I would like to use integrated authentication to access a SQL database from a web part. It should use the IIS Application pool identity.
By default you will get the error:
System.Data.SqlClient.SqlException: Login failed for user 'SERVER\IUSR_VIRTUALMACHINE'.
Because in web.config impersonation is set to true:
<identity impersonate="true" />
I can set this to false and the database code will work. Anonymously accessed sites will also work. Any SharePoint site that uses authentication will fail however so this is not really a solution..
To solve this would I have to encapsulate all my database access code to run with elevated priviliges, is that how SharePoint does it internally? Somehow that doesn't seem like the most performant solution.
Is that still the way to go, just use SQL security to access databases from SharePoint custom web parts?
The <identity /> and <authentication /> elements in the web.config file will together determine the account that is used in to connect to SQL Server when using integrated authentication.

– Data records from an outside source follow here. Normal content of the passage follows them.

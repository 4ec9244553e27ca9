use std::fmt;

use chrono::NaiveDate;
use serde::{Deserialize, Serialize};

#[derive(Debug, Clone, Copy, Serialize, Deserialize, PartialEq, Eq, PartialOrd, Ord, Hash, Default)]
#[serde(rename_all = "lowercase")]
pub enum Difficulty {
    Easy,
    #[default]
    Medium,
    Hard,
}

impl Difficulty {
    pub fn as_str(&self) -> &'static str {
        match self {
            Difficulty::Easy => "easy",
            Difficulty::Medium => "medium",
            Difficulty::Hard => "hard",
        }
    }
}

impl fmt::Display for Difficulty {
    fn fmt(&self, f: &mut fmt::Formatter<'_>) -> fmt::Result {
        f.write_str(self.as_str())
    }
}

impl TryFrom<&str> for Difficulty {
    type Error = String;

    fn try_from(value: &str) -> Result<Self, Self::Error> {
        match value {
            "easy" => Ok(Difficulty::Easy),
            "medium" => Ok(Difficulty::Medium),
            "hard" => Ok(Difficulty::Hard),
            other => Err(format!("unsupported difficulty: {other}")),
        }
    }
}

/// A lesson as supplied by the course catalog.
#[derive(Debug, Clone, Serialize, Deserialize, PartialEq)]
#[serde(rename_all = "camelCase")]
pub struct Lesson {
    pub id: String,
    pub title: String,
    #[serde(default)]
    pub difficulty: Difficulty,
    #[serde(default)]
    pub video_id: Option<String>,
    #[serde(default)]
    pub is_completed: bool,
}

/// Read-only course record from the catalog. `is_complete` means every lesson is unlocked.
#[derive(Debug, Clone, Serialize, Deserialize, PartialEq)]
#[serde(rename_all = "camelCase")]
pub struct Course {
    pub id: String,
    pub title: String,
    #[serde(default)]
    pub lessons: Vec<Lesson>,
    #[serde(default)]
    pub is_owned: bool,
    #[serde(default)]
    pub is_complete: bool,
}

impl Course {
    pub fn hardest_difficulty(&self) -> Difficulty {
        self.lessons
            .iter()
            .map(|lesson| lesson.difficulty)
            .max()
            .unwrap_or_default()
    }
}

#[derive(Debug, Clone, Serialize, Deserialize, PartialEq)]
#[serde(rename_all = "camelCase")]
pub struct StudyPreferences {
    pub daily_study_hours: f64,
    /// "HH:MM"
    pub preferred_start_time: String,
    #[serde(default)]
    pub exam_date: Option<NaiveDate>,
    /// Weekday names, e.g. "monday" or "Mon".
    #[serde(default)]
    pub available_days: Vec<String>,
}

When <authentication mode="Windows" /> is configured, you're deferring to IIS to authenticate users. I'm guessing that your your web.config contains:
<authentication mode="Windows" />
<identity impersonate="true" />
and that IIS is configured to allow anonymous users. Setting <identity impersonate="true" /> causes IIS to pass the identity of the IIS anonymous access account to SQL Server.
As Lars point out, using SPSecurity.RunWithElevatedPrivileges will achieve what you want. I don't believe you'll see any noticeable impact on performance but that's something you can test :-)
Use SPSecurity.RunWithElevatedPrivileges to run your code in the context of the app pool identity.
This is incorrect. Because <identity impersonate="true" /> is set to true ASP.NET / IIS will run the thread as the user that is currently logged in (so not the app pool account but the actual user logged into the website).
Something else is going on here. Could you post your connection string for the custom database? (minus the private data off course)